Sylvia Plath, Baking and Feminism: There have been a number of articles on the web lately about Kate Moses new book Wintering, a fictional account of Sylvia Plath’s last months when she was writing Ariel. The piece that got me thinking was the essay Kate Moses wrote for the Guardian called “Baking with Sylvia”. In this essay, Moses talks about how for both herself and for Sylvia Plath, baking was a way of creating order out of chaos, and how as she found herself up against her deadline for the book, Moses also found herself baking on a near-daily basis, much as Plath had those last months while living in London and writing Ariel.

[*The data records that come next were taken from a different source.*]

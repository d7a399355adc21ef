//! Procedural macros for reducest

use darling::{FromDeriveInput, FromVariant};
use proc_macro::TokenStream;
use proc_macro2::{Ident, TokenStream as TokenStream2};
use quote::quote;
use syn::{parse_macro_input, DeriveInput};

/// Container-level attributes for #[derive(Action)]
#[derive(Debug, FromDeriveInput)]
#[darling(attributes(action), supports(enum_any))]
struct ActionOpts {
    ident: Ident,
    generics: syn::Generics,
    data: darling::ast::Data<ActionVariant, ()>,
}

/// Variant-level attributes
#[derive(Debug, FromVariant)]
#[darling(attributes(action))]
struct ActionVariant {
    ident: Ident,
    fields: darling::ast::Fields<()>,

    /// Name reported by `Action::name()` instead of the variant name
    #[darling(default)]
    rename: Option<String>,
}

/// Derive macro for the Action trait
///
/// Generates a `name()` method that returns the variant name as a static
/// string, or the value of `#[action(rename = "...")]` when present.
///
/// # Example
/// ```ignore
/// #[derive(Action, Clone, Debug)]
/// enum CartAction {
///     AddItem { sku: String },
///     #[action(rename = "Checkout")]
///     SubmitOrder,
/// }
///
/// assert_eq!(CartAction::AddItem { sku: "a1".into() }.name(), "AddItem");
/// assert_eq!(CartAction::SubmitOrder.name(), "Checkout");
/// ```
#[proc_macro_derive(Action, attributes(action))]
pub fn derive_action(input: TokenStream) -> TokenStream {
    let input = parse_macro_input!(input as DeriveInput);
    expand_action(&input).into()
}

fn expand_action(input: &DeriveInput) -> TokenStream2 {
    let opts = match ActionOpts::from_derive_input(input) {
        Ok(opts) => opts,
        Err(e) => return e.write_errors(),
    };

    let name = &opts.ident;
    let (impl_generics, ty_generics, where_clause) = opts.generics.split_for_impl();

    let variants = match &opts.data {
        darling::ast::Data::Enum(variants) => variants,
        _ => {
            return syn::Error::new_spanned(input, "Action can only be derived for enums")
                .to_compile_error();
        }
    };

    let name_arms = variants.iter().map(|v| name_arm(name, v));

    // Empty enums have no values to name
    let body = if variants.is_empty() {
        quote! { match *self {} }
    } else {
        quote! {
            match self {
                #(#name_arms),*
            }
        }
    };

    quote! {
        impl #impl_generics reducest::Action for #name #ty_generics #where_clause {
            fn name(&self) -> &'static str {
                #body
            }
        }
    }
}

fn name_arm(enum_name: &Ident, variant: &ActionVariant) -> TokenStream2 {
    let variant_name = &variant.ident;
    let variant_str = variant
        .rename
        .clone()
        .unwrap_or_else(|| variant_name.to_string());

    match &variant.fields.style {
        darling::ast::Style::Unit => quote! {
            #enum_name::#variant_name => #variant_str
        },
        darling::ast::Style::Tuple => quote! {
            #enum_name::#variant_name(..) => #variant_str
        },
        darling::ast::Style::Struct => quote! {
            #enum_name::#variant_name { .. } => #variant_str
        },
    }
}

Baking is one of those things that tends to sort cooks into categories, because in order to be a good baker, you have to be able to really follow the directions. I’m an okay baker — I have a couple of standbys — simple fruit tarts, a fluffy yellow sponge cake filled with fresh fruit and iced with whipped cream that I cribbed from Dom Deluise’s fabulous cookbook: Eat This…It’ll Make You Feel Better:…. But even that cake, a cake so good I’ve had strange men look up at potlucks and say “who made this, I want to marry her,” belies my essential inability to follow a recipe with exactitude. Dom’s sainted mother, whose recipe this is, uses canned peaches with heavy syrup, and sliced almonds; I like defrosted frozen raspberries and mint leaves, and sometimes I put custard in the middle like Dom’s mom, sometimes I don’t. Real bakers don’t improvise like this. Real bakers weigh the flour. Real bakers actually take the knife and level off the flour in the measuring cup. My brother is a real baker, and has wowed Christmas crowds with stunning renditions of Jacques Pepin’s Paris Brest. In high school, we could always tell when my beautiful cousin Dede was having trouble with food again because she’d start baking, turning out exquisite cakes that she wouldn’t dream of eating. Me, I’m a sloppier cook — which is why I bake bread. Bread is forgiving of improvisation, even the sourdough bread I’ve been experimenting with the past couple of months. There were a few brick-like loaves, and the round loaves keep coming out too flat, but for the most part, it’s all bread. Nice clean wholesome bread made with sourdough starter, locally grown and milled wheat, and a little salt.

So what does any of this have to do with Plath? Nothing I guess, except that it struck me as I read Moses’ essay about her own baking, and its relationship to the inevitable tension between writing and family life (“As I neared the end, my husband and two children were getting used to my conspicuous absence, or my thousand-mile stare when I was physically present … My five-year-old was sometimes heard muttering in the hallway, ‘Mommy’s behind the door.'”), I became sad for Plath, sad for Anne Sexton, and Adrienne Rich, sad for all those women who lived in a world where baking and intellectual activity, where home life and poetry were considered mutually exclusive. I remember my own terror, my own worries that if I got married, had kids, had a domestic life, I’d never be a writer — and this was thirty years after Plath, Sexton, Rich, Lessing. Despite my fears, I was living in a world where this juggling act was at least possible. How much more difficult must it have been for them? The continual juggling between family life and intellectual life?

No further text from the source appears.